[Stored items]
--------------------------------

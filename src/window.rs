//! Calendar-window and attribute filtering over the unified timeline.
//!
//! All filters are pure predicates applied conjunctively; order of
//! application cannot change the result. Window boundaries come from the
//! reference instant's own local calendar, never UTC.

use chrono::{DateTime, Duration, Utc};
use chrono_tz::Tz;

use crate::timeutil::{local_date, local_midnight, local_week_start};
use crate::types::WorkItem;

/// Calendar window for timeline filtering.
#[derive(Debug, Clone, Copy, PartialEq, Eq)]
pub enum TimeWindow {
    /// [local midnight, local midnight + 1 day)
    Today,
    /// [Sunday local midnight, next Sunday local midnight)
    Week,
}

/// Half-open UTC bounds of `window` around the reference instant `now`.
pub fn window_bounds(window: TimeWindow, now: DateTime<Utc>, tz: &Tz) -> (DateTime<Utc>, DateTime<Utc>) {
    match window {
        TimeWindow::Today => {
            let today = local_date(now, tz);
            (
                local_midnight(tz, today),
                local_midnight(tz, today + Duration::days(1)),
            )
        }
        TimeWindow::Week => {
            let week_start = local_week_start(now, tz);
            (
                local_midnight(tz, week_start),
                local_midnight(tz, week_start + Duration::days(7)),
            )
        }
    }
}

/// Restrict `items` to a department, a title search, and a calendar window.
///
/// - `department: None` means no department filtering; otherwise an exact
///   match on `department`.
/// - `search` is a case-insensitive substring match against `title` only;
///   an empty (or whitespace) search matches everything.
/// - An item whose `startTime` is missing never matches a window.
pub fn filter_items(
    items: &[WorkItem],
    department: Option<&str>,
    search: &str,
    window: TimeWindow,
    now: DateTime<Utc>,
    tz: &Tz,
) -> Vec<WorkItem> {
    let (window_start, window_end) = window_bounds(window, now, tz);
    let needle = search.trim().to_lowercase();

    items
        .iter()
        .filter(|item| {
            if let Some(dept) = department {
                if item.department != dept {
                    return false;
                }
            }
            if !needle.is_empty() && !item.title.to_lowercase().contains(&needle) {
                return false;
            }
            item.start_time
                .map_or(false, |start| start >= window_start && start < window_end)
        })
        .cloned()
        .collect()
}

--------------------------------

# Action item:
If a line falls between the first line of the records and the line containing "pub enum TimeWindow", inclusive, repeat it exactly; leave out all others.

# Written response:
filename src/window.rs
//! Calendar-window and attribute filtering over the unified timeline.
//!
//! All filters are pure predicates applied conjunctively; order of
//! application cannot change the result. Window boundaries come from the
//! reference instant's own local calendar, never UTC.

use chrono::{DateTime, Duration, Utc};
use chrono_tz::Tz;

use crate::timeutil::{local_date, local_midnight, local_week_start};
use crate::types::WorkItem;

/// Calendar window for timeline filtering.
#[derive(Debug, Clone, Copy, PartialEq, Eq)]
pub enum TimeWindow {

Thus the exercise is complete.